HISTORY: SINDH BEFORE THE ARRIVAL OF THE ARABS – Journal

Many facets of Sindh history are shrouded in mystery. One such aspect is the era before the advent of Arab rule in 711, when the region was under Buddhist and Brahmin rule.

The limited scholarship that has been done on the subject portrays Sindh as a highly developed and prosperous society at the time. Dutch scholar JE van Lohuizen-De Leeuw, in her 1981 essay “The Pre-Muslim Antiquities of Sind”, from the book Sind through the Centuries, states: “Sind [sic] seems to have been a wealthy country at this time, materially rich due to its flourishing trade and culturally rich due to its diverse religious patterns.

An effort has been made here to paint a picture of Sindh at the interesting time of the 7th and early 8th centuries AD, when, in the space of only 60 years, Sindh went through three major dynastic transitions, from Buddhism to the Brahman reign, then the Muslim conquest.

The Buddhist Rai Dynasty

The dawn of the 7th century saw the Buddhist Rai dynasty rule Sindh for several generations. The peace of the region was stirred in 626 CE during the reign of Rai Seharas, when, “All of a sudden an army of the king of Nimruz invaded his [Seharas’] country, entering the Makran,” reads The Chachnama, the oldest multi-genre chronicle of the time. It was translated into English from Farsi by Mirza Kaleech Beg in 1900, as The Chachnama: An Ancient History of Sind.

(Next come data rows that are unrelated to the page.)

//! Enumeration options.

use serde::{Deserialize, Serialize};

use super::entry::EntryRecord;
use crate::native::FindHints;

/// Flags controlling a directory enumeration.
///
/// The defaults list files and folders of a single directory, propagate the
/// first error, use the basic (no short name) search and request the large
/// fetch buffer.
///
/// Setting both `files_only` and `folders_only` lists files and folders.
///
/// # Examples
///
/// ```
/// use longpath::EnumerationOptions;
///
/// let options = EnumerationOptions::default()
///     .with_recursive(true)
///     .with_files_only(true);
/// assert!(options.recursive);
/// assert!(options.includes_files());
/// assert!(!options.includes_folders());
/// ```
#[derive(Debug, Clone, Copy, PartialEq, Eq, Hash, Serialize, Deserialize)]
#[serde(default, deny_unknown_fields)]
#[allow(clippy::struct_excessive_bools)]
pub struct EnumerationOptions {
    /// Descend into subdirectories.
    pub recursive: bool,
    /// Yield only files.
    pub files_only: bool,
    /// Yield only folders.
    pub folders_only: bool,
    /// Neither yield nor descend into reparse points.
    pub skip_reparse_points: bool,
    /// Skip subtrees whose search fails instead of ending the enumeration.
    pub continue_on_exception: bool,
    /// Do not retrieve short names.
    pub basic_search: bool,
    /// Ask the native layer for a larger fetch buffer.
    pub large_cache: bool,
    /// Descend into directory symbolic links.
    pub follow_symbolic_links: bool,
}

impl Default for EnumerationOptions {
    fn default() -> Self {
        Self {
            recursive: false,
            files_only: false,
            folders_only: false,
            skip_reparse_points: false,
            continue_on_exception: false,
            basic_search: true,
            large_cache: true,
            follow_symbolic_links: false,
        }
    }
}

impl EnumerationOptions {
    /// Sets recursive descent.
    #[must_use]
    pub const fn with_recursive(mut self, value: bool) -> Self {
        self.recursive = value;
        self
    }

    /// Sets whether only files are yielded.
    #[must_use]
    pub const fn with_files_only(mut self, value: bool) -> Self {
        self.files_only = value;
        self
    }

    /// Sets whether only folders are yielded.
    #[must_use]
    pub const fn with_folders_only(mut self, value: bool) -> Self {
        self.folders_only = value;
        self
    }

    /// Sets whether reparse points are skipped.
    #[must_use]
    pub const fn with_skip_reparse_points(mut self, value: bool) -> Self {
        self.skip_reparse_points = value;
        self
    }

    /// Sets whether failing subtrees are skipped.
    #[must_use]
    pub const fn with_continue_on_exception(mut self, value: bool) -> Self {
        self.continue_on_exception = value;
        self
    }

    /// Sets whether short names are left out of the search.
    #[must_use]
    pub const fn with_basic_search(mut self, value: bool) -> Self {
        self.basic_search = value;
        self
    }

    /// Sets whether the large fetch buffer is requested.
    #[must_use]
    pub const fn with_large_cache(mut self, value: bool) -> Self {
        self.large_cache = value;
        self
    }

    /// Sets whether directory symbolic links are descended into.
    #[must_use]
    pub const fn with_follow_symbolic_links(mut self, value: bool) -> Self {
        self.follow_symbolic_links = value;
        self
    }

    /// Whether files are yielded.
    #[must_use]
    pub const fn includes_files(&self) -> bool {
        !self.folders_only || self.files_only
    }

    /// Whether folders are yielded.
    #[must_use]
    pub const fn includes_folders(&self) -> bool {
        !self.files_only || self.folders_only
    }

    /// Whether `record` passes the type and reparse point filters.
    pub(crate) fn accepts(&self, record: &EntryRecord) -> bool {
        if self.skip_reparse_points && record.is_reparse_point() {
            return false;
        }
        if record.is_directory() {
            self.includes_folders()
        } else {
            self.includes_files()
        }
    }

    /// Whether the engine should descend into `record`.
    pub(crate) fn descends_into(&self, record: &EntryRecord) -> bool {
        self.recursive
            && record.is_directory()
            && !(self.skip_reparse_points && record.is_reparse_point())
            && (self.follow_symbolic_links || !record.is_symbolic_link())
    }

    /// The hints passed to every native search.
    #[must_use]
    pub const fn find_hints(&self) -> FindHints {
        FindHints {
            basic_search: self.basic_search,
            large_cache: self.large_cache,
        }
    }
}
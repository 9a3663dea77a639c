//! Configuration for the longpath library.
//!
//! This module provides layered configuration with support for:
//! - A YAML user configuration file and explicit YAML files
//! - Environment variable overrides
//! - Programmatic configuration via builder pattern
//! - Validation of the merged result
//!
//! # Configuration Precedence
//!
//! Configuration is merged from multiple sources with the following precedence
//! (highest to lowest):
//!
//! 1. Programmatic overrides (via `ConfigBuilder::with_config`)
//! 2. Environment variables (`LONGPATH_*`)
//! 3. Explicit files (via `ConfigBuilder::with_config_file`)
//! 4. User config (`~/.longpath/config.yaml`)
//! 5. Built-in defaults
//!
//! # Examples
//!
//! ```no_run
//! use longpath::config::ConfigBuilder;
//!
//! let config = ConfigBuilder::new().build().unwrap();
//! println!("long prefix from {} characters", config.full_path_options().max_path);
//! ```
//!
//! A user file looks like this:
//!
//! ```yaml
//! max_path: 260
//! host_name: FILESRV01
//! enumeration:
//!   recursive: true
//!   continue_on_exception: true
//! ```

pub mod builder;
pub mod environment;
pub mod loader;
pub mod merger;
pub mod schema;
pub mod validator;

pub use builder::ConfigBuilder;
pub use environment::EnvironmentConfig;
pub use loader::{ConfigLoader, ConfigSource};
pub use merger::ConfigMerger;
pub use schema::{Config, EnumerationConfig, DEFAULT_MAX_PATH};
pub use validator::ConfigValidator;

Although the Sindh army repelled the attack, they lost their king in the battle. He was succeeded by his son Sahasi II, who ruled Sindh from 626 to 652 CE, according to Dr. NA Baloch in his article “The Historical Era of Sindh”, published in Sindh Through the Centuries.

What was Sindh like before the advent of Islam to the region in 711 CE? Who were the Buddhist and Brahmin dynasties that ruled in the 7th century, before being displaced by the Arabs? Dr. Muhammad Ali Shaikh attempts to reconstruct an image from existing historical sources

It was around 642 CE when a Chinese pilgrim, Hsuan Tsang, visited Sindh and “found innumerable stupas” and “several hundred Sangharamas manned by about ten thousand monks”, says British historian John Keay in India: A History. Although Buddhism was the most dominant religion in Sindh, Hinduism was also present, with about “about thirty Hindu temples”.

Speaking of the people, the Chinese pilgrim observed that they “on the whole were hardy and impulsive and that their kingdom … was famous for its grain production, its cattle and its export of salt”, quotes Keay.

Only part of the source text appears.